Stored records
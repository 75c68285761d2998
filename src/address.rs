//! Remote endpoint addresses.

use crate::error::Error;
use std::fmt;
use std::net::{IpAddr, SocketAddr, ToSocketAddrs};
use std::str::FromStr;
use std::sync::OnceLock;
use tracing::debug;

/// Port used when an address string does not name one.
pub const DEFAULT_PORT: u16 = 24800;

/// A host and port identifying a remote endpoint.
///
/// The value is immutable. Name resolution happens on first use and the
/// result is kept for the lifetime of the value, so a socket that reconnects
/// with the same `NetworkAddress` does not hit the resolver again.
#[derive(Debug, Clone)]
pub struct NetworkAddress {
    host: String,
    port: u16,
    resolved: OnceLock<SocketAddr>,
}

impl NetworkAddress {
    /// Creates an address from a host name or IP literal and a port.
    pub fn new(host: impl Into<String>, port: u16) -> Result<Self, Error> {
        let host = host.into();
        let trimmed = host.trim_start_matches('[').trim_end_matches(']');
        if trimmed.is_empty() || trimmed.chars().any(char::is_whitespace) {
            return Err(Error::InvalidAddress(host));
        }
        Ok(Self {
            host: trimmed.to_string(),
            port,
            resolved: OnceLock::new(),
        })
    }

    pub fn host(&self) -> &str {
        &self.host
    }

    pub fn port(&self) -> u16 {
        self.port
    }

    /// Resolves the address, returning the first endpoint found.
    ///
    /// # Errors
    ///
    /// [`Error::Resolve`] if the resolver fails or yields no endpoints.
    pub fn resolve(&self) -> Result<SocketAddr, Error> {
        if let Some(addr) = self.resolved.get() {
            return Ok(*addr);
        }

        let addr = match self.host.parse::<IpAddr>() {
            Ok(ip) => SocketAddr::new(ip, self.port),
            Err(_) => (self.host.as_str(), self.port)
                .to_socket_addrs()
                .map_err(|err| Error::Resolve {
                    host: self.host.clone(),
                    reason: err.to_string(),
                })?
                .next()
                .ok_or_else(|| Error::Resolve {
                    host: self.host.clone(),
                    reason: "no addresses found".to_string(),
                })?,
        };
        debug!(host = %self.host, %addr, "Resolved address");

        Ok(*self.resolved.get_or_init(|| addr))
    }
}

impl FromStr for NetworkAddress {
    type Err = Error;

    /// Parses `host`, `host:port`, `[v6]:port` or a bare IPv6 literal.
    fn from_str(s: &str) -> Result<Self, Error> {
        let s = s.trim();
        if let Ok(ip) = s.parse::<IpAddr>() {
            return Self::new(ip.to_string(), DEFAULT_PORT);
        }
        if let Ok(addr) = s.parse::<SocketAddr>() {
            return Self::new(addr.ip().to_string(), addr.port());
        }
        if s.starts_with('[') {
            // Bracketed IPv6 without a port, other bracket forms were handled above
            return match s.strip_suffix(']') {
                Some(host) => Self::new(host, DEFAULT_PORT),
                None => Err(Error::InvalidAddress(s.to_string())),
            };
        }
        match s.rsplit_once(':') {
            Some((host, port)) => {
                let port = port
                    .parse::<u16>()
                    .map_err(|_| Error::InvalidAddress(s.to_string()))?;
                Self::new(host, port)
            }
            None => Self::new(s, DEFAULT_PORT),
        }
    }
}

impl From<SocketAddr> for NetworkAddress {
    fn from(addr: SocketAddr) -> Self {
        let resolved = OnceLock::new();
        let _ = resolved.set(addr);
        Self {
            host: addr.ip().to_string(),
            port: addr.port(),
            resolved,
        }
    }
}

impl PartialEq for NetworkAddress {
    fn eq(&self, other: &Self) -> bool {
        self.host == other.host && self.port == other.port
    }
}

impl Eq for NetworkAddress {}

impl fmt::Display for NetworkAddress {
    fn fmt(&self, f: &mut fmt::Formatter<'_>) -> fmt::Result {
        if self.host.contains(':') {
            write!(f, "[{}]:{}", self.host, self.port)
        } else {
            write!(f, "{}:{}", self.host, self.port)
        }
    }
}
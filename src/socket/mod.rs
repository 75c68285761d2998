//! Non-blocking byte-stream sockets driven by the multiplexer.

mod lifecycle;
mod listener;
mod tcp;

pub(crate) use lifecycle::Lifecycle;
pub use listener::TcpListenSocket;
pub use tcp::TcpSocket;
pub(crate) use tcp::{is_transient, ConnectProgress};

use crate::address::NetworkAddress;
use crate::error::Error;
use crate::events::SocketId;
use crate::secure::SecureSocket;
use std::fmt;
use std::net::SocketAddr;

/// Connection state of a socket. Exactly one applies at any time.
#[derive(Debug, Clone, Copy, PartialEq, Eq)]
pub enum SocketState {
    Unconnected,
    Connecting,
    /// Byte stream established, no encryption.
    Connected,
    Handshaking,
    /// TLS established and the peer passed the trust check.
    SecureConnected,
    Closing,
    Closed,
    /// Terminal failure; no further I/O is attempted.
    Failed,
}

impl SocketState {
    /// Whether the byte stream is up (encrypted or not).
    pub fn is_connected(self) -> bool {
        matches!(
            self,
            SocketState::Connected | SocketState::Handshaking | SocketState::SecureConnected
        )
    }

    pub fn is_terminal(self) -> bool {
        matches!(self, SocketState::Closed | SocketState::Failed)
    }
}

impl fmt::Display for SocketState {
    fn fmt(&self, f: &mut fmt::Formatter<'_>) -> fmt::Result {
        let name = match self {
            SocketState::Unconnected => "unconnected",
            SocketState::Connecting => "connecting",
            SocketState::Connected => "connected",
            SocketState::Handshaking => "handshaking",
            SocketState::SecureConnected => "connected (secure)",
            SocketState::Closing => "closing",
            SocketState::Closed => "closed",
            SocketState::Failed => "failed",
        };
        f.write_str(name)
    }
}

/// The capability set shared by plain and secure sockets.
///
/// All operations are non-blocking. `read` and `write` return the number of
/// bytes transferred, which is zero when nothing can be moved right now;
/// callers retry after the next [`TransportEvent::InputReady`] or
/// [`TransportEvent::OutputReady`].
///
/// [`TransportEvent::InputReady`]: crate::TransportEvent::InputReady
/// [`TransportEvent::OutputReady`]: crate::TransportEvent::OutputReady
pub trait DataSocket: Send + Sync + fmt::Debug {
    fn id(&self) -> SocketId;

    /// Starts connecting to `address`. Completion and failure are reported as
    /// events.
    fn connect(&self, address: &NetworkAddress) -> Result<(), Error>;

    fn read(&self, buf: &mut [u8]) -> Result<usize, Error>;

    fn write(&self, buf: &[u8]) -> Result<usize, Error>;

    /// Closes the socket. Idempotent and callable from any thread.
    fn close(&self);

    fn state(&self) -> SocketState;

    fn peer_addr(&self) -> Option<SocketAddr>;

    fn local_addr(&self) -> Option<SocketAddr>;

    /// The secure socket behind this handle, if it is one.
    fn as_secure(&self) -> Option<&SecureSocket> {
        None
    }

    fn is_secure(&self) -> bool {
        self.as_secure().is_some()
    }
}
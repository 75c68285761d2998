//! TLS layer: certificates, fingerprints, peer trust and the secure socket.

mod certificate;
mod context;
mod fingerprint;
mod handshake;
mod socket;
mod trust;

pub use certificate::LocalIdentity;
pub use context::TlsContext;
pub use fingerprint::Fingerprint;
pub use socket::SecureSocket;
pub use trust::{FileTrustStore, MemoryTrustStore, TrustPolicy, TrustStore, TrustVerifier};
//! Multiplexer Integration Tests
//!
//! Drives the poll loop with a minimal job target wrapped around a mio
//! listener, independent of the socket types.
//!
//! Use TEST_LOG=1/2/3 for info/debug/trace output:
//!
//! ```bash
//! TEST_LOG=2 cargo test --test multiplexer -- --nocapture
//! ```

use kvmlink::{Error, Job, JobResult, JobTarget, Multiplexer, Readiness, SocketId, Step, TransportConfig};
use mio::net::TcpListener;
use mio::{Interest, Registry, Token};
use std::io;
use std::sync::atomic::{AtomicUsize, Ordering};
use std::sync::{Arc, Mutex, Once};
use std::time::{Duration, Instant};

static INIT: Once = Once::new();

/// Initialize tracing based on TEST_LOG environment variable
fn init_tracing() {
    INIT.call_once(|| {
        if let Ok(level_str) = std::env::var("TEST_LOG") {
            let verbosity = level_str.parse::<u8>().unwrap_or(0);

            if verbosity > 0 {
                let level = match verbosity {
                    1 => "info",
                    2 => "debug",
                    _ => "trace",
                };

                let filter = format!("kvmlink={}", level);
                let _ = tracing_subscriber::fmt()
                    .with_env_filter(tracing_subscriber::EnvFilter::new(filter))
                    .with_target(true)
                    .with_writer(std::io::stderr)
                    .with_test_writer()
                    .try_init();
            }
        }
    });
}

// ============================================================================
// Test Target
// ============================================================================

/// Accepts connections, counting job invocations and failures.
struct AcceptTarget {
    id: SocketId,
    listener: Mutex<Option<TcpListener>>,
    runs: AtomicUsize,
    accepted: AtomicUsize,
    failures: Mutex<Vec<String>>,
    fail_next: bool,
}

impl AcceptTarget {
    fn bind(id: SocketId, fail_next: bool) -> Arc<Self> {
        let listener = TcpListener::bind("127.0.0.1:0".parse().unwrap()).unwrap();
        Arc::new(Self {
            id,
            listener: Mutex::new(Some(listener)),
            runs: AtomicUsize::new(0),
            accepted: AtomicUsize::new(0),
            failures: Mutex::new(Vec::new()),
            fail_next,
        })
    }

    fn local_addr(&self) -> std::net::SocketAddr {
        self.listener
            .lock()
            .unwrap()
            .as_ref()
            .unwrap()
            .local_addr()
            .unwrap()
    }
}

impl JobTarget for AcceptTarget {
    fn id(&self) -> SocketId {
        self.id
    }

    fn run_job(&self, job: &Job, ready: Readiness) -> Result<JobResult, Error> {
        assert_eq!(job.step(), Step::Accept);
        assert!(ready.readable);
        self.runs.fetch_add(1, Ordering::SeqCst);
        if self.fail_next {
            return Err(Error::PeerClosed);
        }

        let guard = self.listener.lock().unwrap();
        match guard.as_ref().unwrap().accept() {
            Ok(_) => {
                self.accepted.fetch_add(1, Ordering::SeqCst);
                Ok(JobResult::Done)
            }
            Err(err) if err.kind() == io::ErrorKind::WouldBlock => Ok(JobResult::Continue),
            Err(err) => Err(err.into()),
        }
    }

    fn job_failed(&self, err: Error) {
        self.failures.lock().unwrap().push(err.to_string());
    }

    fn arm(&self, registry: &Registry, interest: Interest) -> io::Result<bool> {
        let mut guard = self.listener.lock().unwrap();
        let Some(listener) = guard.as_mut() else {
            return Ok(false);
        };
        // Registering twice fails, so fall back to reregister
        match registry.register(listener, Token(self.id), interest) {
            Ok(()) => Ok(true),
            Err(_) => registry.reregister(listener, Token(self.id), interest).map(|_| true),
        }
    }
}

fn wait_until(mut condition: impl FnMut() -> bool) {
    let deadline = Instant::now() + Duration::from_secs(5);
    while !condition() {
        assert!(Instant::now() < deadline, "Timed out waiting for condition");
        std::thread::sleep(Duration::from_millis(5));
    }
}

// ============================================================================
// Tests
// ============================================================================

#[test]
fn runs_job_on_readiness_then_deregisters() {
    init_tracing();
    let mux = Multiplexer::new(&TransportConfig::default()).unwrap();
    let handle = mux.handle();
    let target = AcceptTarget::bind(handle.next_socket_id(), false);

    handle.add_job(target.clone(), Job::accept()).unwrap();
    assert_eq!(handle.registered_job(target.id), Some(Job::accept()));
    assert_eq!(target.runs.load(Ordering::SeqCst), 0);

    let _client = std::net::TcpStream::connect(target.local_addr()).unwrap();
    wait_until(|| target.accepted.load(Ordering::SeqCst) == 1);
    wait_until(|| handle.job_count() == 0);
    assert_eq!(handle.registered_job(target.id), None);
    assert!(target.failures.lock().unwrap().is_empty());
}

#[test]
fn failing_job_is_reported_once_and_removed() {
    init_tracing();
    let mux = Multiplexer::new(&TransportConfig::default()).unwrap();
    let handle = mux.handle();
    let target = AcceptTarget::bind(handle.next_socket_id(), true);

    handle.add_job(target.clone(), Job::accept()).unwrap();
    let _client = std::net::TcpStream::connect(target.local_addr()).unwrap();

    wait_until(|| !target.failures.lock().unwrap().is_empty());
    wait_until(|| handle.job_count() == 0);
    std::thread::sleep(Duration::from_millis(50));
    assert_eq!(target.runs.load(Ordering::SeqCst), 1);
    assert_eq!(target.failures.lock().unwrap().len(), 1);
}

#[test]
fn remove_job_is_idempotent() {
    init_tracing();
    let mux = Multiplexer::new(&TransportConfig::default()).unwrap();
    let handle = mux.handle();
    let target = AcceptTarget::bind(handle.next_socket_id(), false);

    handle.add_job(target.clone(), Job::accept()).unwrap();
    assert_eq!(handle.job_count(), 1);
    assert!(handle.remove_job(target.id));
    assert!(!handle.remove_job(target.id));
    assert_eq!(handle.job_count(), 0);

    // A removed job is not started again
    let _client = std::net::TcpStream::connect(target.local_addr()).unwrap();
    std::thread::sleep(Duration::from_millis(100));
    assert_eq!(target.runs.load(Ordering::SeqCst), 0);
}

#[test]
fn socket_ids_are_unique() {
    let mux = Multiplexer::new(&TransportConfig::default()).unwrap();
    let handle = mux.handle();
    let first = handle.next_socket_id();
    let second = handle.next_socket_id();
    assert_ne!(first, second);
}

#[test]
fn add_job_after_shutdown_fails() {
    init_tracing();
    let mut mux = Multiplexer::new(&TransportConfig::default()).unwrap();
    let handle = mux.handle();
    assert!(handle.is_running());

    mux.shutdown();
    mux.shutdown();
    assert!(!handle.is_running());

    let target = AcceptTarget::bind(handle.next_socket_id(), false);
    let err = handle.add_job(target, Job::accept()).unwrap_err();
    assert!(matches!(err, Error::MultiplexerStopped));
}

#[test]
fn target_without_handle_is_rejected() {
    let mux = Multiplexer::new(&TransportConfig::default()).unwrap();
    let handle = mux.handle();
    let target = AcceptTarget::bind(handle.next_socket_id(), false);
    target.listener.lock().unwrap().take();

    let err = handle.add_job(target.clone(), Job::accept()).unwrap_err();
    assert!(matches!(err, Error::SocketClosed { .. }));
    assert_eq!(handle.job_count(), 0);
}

**TASK ITEM:**
If a line of the entries above includes the word "crate", count it; then state the total and nothing else.

**ANSWER BOX:**
9